→ INSTRUCTIONS FOR THE TASK
An exact transcription of every record is needed.

→ Dataset entries
┌──

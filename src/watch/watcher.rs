// src/watch/watcher.rs

use std::path::PathBuf;
use std::time::Duration;

use anyhow::Context;
use notify::event::CreateKind;
use notify::{Config, Event, EventKind, RecommendedWatcher, RecursiveMode, Watcher};
use tokio::sync::{mpsc, oneshot};
use tokio::task::JoinHandle;
use tracing::{debug, info};

use crate::dispatch::{DispatchHandler, FileEvent};
use crate::errors::Result;
use crate::exec::TaskExecutor;
use crate::pipeline::Registry;
use crate::types::FallbackAction;

/// How long the watch loop sleeps between heartbeats when nothing happens.
pub const DEFAULT_WAIT_SECONDS: u64 = 20;

/// Where and how to watch.
#[derive(Debug, Clone)]
pub struct WatchOptions {
    pub path: PathBuf,
    pub recursive: bool,
    pub wait: Duration,
}

impl WatchOptions {
    pub fn new(path: impl Into<PathBuf>) -> Self {
        Self {
            path: path.into(),
            recursive: false,
            wait: Duration::from_secs(DEFAULT_WAIT_SECONDS),
        }
    }
}

/// Watch a directory and run pipelines until Ctrl+C.
///
/// Creation events are handled strictly one at a time; a run in flight when
/// the interrupt arrives finishes before this returns, while events still
/// queued behind it are abandoned.
pub async fn start(
    options: WatchOptions,
    registry: Option<Registry>,
    fallback: FallbackAction,
) -> Result<()> {
    let (interrupt_tx, interrupt_rx) = oneshot::channel();
    tokio::spawn(async move {
        match tokio::signal::ctrl_c().await {
            Ok(()) => {
                let _ = interrupt_tx.send(());
            }
            Err(e) => {
                eprintln!("failed to listen for Ctrl+C: {e}");
                // Hold the sender so the watch loop keeps running; a closed
                // interrupt channel would stop it.
                std::future::pending::<()>().await;
            }
        }
    });

    let handler = DispatchHandler::new(registry, fallback);
    run_until_interrupted(options, handler, interrupt_rx).await
}

/// Core watch loop, separated from signal handling so tests can drive the
/// interrupt themselves.
pub async fn run_until_interrupted<E: TaskExecutor + 'static>(
    options: WatchOptions,
    handler: DispatchHandler<E>,
    mut interrupt: oneshot::Receiver<()>,
) -> Result<()> {
    let (event_tx, event_rx) = mpsc::unbounded_channel::<FileEvent>();

    // Closure called synchronously by notify whenever an event arrives.
    let mut watcher = RecommendedWatcher::new(
        move |res: notify::Result<Event>| match res {
            Ok(event) => {
                if !matches!(event.kind, EventKind::Create(_)) {
                    return;
                }
                for path in event.paths {
                    let is_directory = is_directory_event(&event.kind, &path);
                    let file_event = FileEvent {
                        path,
                        is_directory,
                    };
                    if let Err(err) = event_tx.send(file_event) {
                        // No tracing from the notify callback thread; use stderr.
                        eprintln!("dropflow: failed to forward notify event: {err}");
                    }
                }
            }
            Err(err) => {
                eprintln!("dropflow: file watch error: {err}");
            }
        },
        Config::default(),
    )
    .context("creating filesystem watcher")?;

    let mode = if options.recursive {
        RecursiveMode::Recursive
    } else {
        RecursiveMode::NonRecursive
    };
    watcher
        .watch(&options.path, mode)
        .with_context(|| format!("watching {:?}", options.path))?;

    info!(
        path = %options.path.display(),
        recursive = options.recursive,
        "file watcher started"
    );

    let (stop_tx, stop_rx) = oneshot::channel();
    let mut dispatch = spawn_dispatch_loop(handler, event_rx, stop_rx);

    loop {
        tokio::select! {
            _ = &mut interrupt => {
                info!("interrupt received; stopping watcher");
                break;
            }
            res = &mut dispatch => {
                // The dispatch loop only exits early on a fatal error or a
                // closed event channel.
                return flatten_dispatch(res);
            }
            _ = tokio::time::sleep(options.wait) => {
                debug!("watch loop heartbeat");
            }
        }
    }

    drop(watcher);
    let _ = stop_tx.send(());
    let res = dispatch.await;
    info!("watcher stopped");
    flatten_dispatch(res)
}

/// Consume creation events one at a time until stopped.
///
/// The `biased` select checks the stop signal first, so at most the event
/// already being handled survives an interrupt.
fn spawn_dispatch_loop<E: TaskExecutor + 'static>(
    handler: DispatchHandler<E>,
    mut events: mpsc::UnboundedReceiver<FileEvent>,
    mut stop: oneshot::Receiver<()>,
) -> JoinHandle<Result<()>> {
    tokio::spawn(async move {
        loop {
            tokio::select! {
                biased;
                _ = &mut stop => {
                    debug!("dispatch loop stopping; abandoning queued events");
                    break;
                }
                maybe_event = events.recv() => {
                    let Some(event) = maybe_event else {
                        debug!("watch event channel closed");
                        break;
                    };
                    handler.on_file_created(&event).await?;
                }
            }
        }
        Ok(())
    })
}

fn flatten_dispatch(res: std::result::Result<Result<()>, tokio::task::JoinError>) -> Result<()> {
    match res {
        Ok(inner) => inner,
        Err(join_err) => Err(anyhow::Error::new(join_err)
            .context("dispatch loop panicked")
            .into()),
    }
}

/// Classify a creation event. Notify tells us the kind on most platforms;
/// when it reports `CreateKind::Any` we fall back to asking the filesystem.
fn is_directory_event(kind: &EventKind, path: &std::path::Path) -> bool {
    match kind {
        EventKind::Create(CreateKind::Folder) => true,
        EventKind::Create(CreateKind::File) => false,
        _ => path.is_dir(),
    }
}
// src/pipeline/registry.rs

use std::collections::BTreeMap;

use crate::config::model::ConfigFile;
use crate::pipeline::task::TaskSpec;

/// Mapping from tag to the ordered task list run when a created file's name
/// contains that tag.
///
/// Built once at watch-start and read-only afterwards. Iteration order is
/// deterministic (lexicographic by tag), which is also the order in which
/// multiple matching pipelines run for a single file.
#[derive(Debug, Clone, Default)]
pub struct Registry {
    pipelines: BTreeMap<String, Vec<TaskSpec>>,
}

impl Registry {
    pub fn new() -> Self {
        Self::default()
    }

    /// Build a registry from a loaded config file.
    pub fn from_config(cfg: &ConfigFile) -> Self {
        let mut registry = Registry::new();
        for (tag, pipeline) in cfg.pipeline.iter() {
            let tasks = pipeline
                .tasks
                .iter()
                .map(|t| TaskSpec::new(t.script.clone(), t.group.clone(), t.log_dir.clone()))
                .collect();
            registry.insert(tag.clone(), tasks);
        }
        registry
    }

    /// Register a pipeline under `tag`, replacing any previous entry.
    pub fn insert(&mut self, tag: impl Into<String>, tasks: Vec<TaskSpec>) {
        self.pipelines.insert(tag.into(), tasks);
    }

    /// The task list registered for `tag`, if any.
    pub fn pipeline(&self, tag: &str) -> Option<&[TaskSpec]> {
        self.pipelines.get(tag).map(Vec::as_slice)
    }

    /// Tags in deterministic (lexicographic) order.
    pub fn tags(&self) -> impl Iterator<Item = &str> + '_ {
        self.pipelines.keys().map(String::as_str)
    }

    pub fn is_empty(&self) -> bool {
        self.pipelines.is_empty()
    }

    pub fn len(&self) -> usize {
        self.pipelines.len()
    }
}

└──

→ SOLUTION TO THIS EXERCISE
filename src/watch/watcher.rs
// src/watch/watcher.rs

use std::path::PathBuf;
use std::time::Duration;

use anyhow::Context;
use notify::event::CreateKind;
use notify::{Config, Event, EventKind, RecommendedWatcher, RecursiveMode, Watcher};
use tokio::sync::{mpsc, oneshot};
use tokio::task::JoinHandle;
use tracing::{debug, info};

use crate::dispatch::{DispatchHandler, FileEvent};
use crate::errors::Result;
use crate::exec::TaskExecutor;
use crate::pipeline::Registry;
use crate::types::FallbackAction;

/// How long the watch loop sleeps between heartbeats when nothing happens.
pub const DEFAULT_WAIT_SECONDS: u64 = 20;

/// Where and how to watch.
#[derive(Debug, Clone)]
pub struct WatchOptions {
    pub path: PathBuf,
    pub recursive: bool,
    pub wait: Duration,
}

impl WatchOptions {
    pub fn new(path: impl Into<PathBuf>) -> Self {
        Self {
            path: path.into(),
            recursive: false,
            wait: Duration::from_secs(DEFAULT_WAIT_SECONDS),
        }
    }
}

/// Watch a directory and run pipelines until Ctrl+C.
///
/// Creation events are handled strictly one at a time; a run in flight when
/// the interrupt arrives finishes before this returns, while events still
/// queued behind it are abandoned.
pub async fn start(
    options: WatchOptions,
    registry: Option<Registry>,
    fallback: FallbackAction,
) -> Result<()> {
    let (interrupt_tx, interrupt_rx) = oneshot::channel();
    tokio::spawn(async move {
        match tokio::signal::ctrl_c().await {
            Ok(()) => {
                let _ = interrupt_tx.send(());
            }
            Err(e) => {
                eprintln!("failed to listen for Ctrl+C: {e}");
                // Hold the sender so the watch loop keeps running; a closed
                // interrupt channel would stop it.
                std::future::pending::<()>().await;
            }
        }
    });

    let handler = DispatchHandler::new(registry, fallback);
    run_until_interrupted(options, handler, interrupt_rx).await
}

/// Core watch loop, separated from signal handling so tests can drive the
/// interrupt themselves.
pub async fn run_until_interrupted<E: TaskExecutor + 'static>(
    options: WatchOptions,
    handler: DispatchHandler<E>,
    mut interrupt: oneshot::Receiver<()>,
) -> Result<()> {
    let (event_tx, event_rx) = mpsc::unbounded_channel::<FileEvent>();

    // Closure called synchronously by notify whenever an event arrives.
    let mut watcher = RecommendedWatcher::new(
        move |res: notify::Result<Event>| match res {
            Ok(event) => {
                if !matches!(event.kind, EventKind::Create(_)) {
                    return;
                }
                for path in event.paths {
                    let is_directory = is_directory_event(&event.kind, &path);
                    let file_event = FileEvent {
                        path,
                        is_directory,
                    };
                    if let Err(err) = event_tx.send(file_event) {
                        // No tracing from the notify callback thread; use stderr.
                        eprintln!("dropflow: failed to forward notify event: {err}");
                    }
                }
            }
            Err(err) => {
                eprintln!("dropflow: file watch error: {err}");
            }
        },
        Config::default(),
    )
    .context("creating filesystem watcher")?;

    let mode = if options.recursive {
        RecursiveMode::Recursive
    } else {
        RecursiveMode::NonRecursive
    };
    watcher
        .watch(&options.path, mode)
        .with_context(|| format!("watching {:?}", options.path))?;

    info!(
        path = %options.path.display(),
        recursive = options.recursive,
        "file watcher started"
    );

    let (stop_tx, stop_rx) = oneshot::channel();
    let mut dispatch = spawn_dispatch_loop(handler, event_rx, stop_rx);

    loop {
        tokio::select! {
            _ = &mut interrupt => {
                info!("interrupt received; stopping watcher");
                break;
            }
            res = &mut dispatch => {
                // The dispatch loop only exits early on a fatal error or a
                // closed event channel.
                return flatten_dispatch(res);
            }
            _ = tokio::time::sleep(options.wait) => {
                debug!("watch loop heartbeat");
            }
        }
    }

    drop(watcher);
    let _ = stop_tx.send(());
    let res = dispatch.await;
    info!("watcher stopped");
    flatten_dispatch(res)
}

/// Consume creation events one at a time until stopped.
///
/// The `biased` select checks the stop signal first, so at most the event
/// already being handled survives an interrupt.
fn spawn_dispatch_loop<E: TaskExecutor + 'static>(
    handler: DispatchHandler<E>,
    mut events: mpsc::UnboundedReceiver<FileEvent>,
    mut stop: oneshot::Receiver<()>,
) -> JoinHandle<Result<()>> {
    tokio::spawn(async move {
        loop {
            tokio::select! {
                biased;
                _ = &mut stop => {
                    debug!("dispatch loop stopping; abandoning queued events");
                    break;
                }
                maybe_event = events.recv() => {
                    let Some(event) = maybe_event else {
                        debug!("watch event channel closed");
                        break;
                    };
                    handler.on_file_created(&event).await?;
                }
            }
        }
        Ok(())
    })
}

fn flatten_dispatch(res: std::result::Result<Result<()>, tokio::task::JoinError>) -> Result<()> {
    match res {
        Ok(inner) => inner,
        Err(join_err) => Err(anyhow::Error::new(join_err)
            .context("dispatch loop panicked")
            .into()),
    }
}

/// Classify a creation event. Notify tells us the kind on most platforms;
/// when it reports `CreateKind::Any` we fall back to asking the filesystem.
fn is_directory_event(kind: &EventKind, path: &std::path::Path) -> bool {
    match kind {
        EventKind::Create(CreateKind::Folder) => true,
        EventKind::Create(CreateKind::File) => false,
        _ => path.is_dir(),
    }
}
// src/pipeline/registry.rs

use std::collections::BTreeMap;

use crate::config::model::ConfigFile;
use crate::pipeline::task::TaskSpec;

/// Mapping from tag to the ordered task list run when a created file's name
/// contains that tag.
///
/// Built once at watch-start and read-only afterwards. Iteration order is
/// deterministic (lexicographic by tag), which is also the order in which
/// multiple matching pipelines run for a single file.
#[derive(Debug, Clone, Default)]
pub struct Registry {
    pipelines: BTreeMap<String, Vec<TaskSpec>>,
}

impl Registry {
    pub fn new() -> Self {
        Self::default()
    }

    /// Build a registry from a loaded config file.
    pub fn from_config(cfg: &ConfigFile) -> Self {
        let mut registry = Registry::new();
        for (tag, pipeline) in cfg.pipeline.iter() {
            let tasks = pipeline
                .tasks
                .iter()
                .map(|t| TaskSpec::new(t.script.clone(), t.group.clone(), t.log_dir.clone()))
                .collect();
            registry.insert(tag.clone(), tasks);
        }
        registry
    }

    /// Register a pipeline under `tag`, replacing any previous entry.
    pub fn insert(&mut self, tag: impl Into<String>, tasks: Vec<TaskSpec>) {
        self.pipelines.insert(tag.into(), tasks);
    }

    /// The task list registered for `tag`, if any.
    pub fn pipeline(&self, tag: &str) -> Option<&[TaskSpec]> {
        self.pipelines.get(tag).map(Vec::as_slice)
    }

    /// Tags in deterministic (lexicographic) order.
    pub fn tags(&self) -> impl Iterator<Item = &str> + '_ {
        self.pipelines.keys().map(String::as_str)
    }

    pub fn is_empty(&self) -> bool {
        self.pipelines.is_empty()
    }

    pub fn len(&self) -> usize {
        self.pipelines.len()
    }
}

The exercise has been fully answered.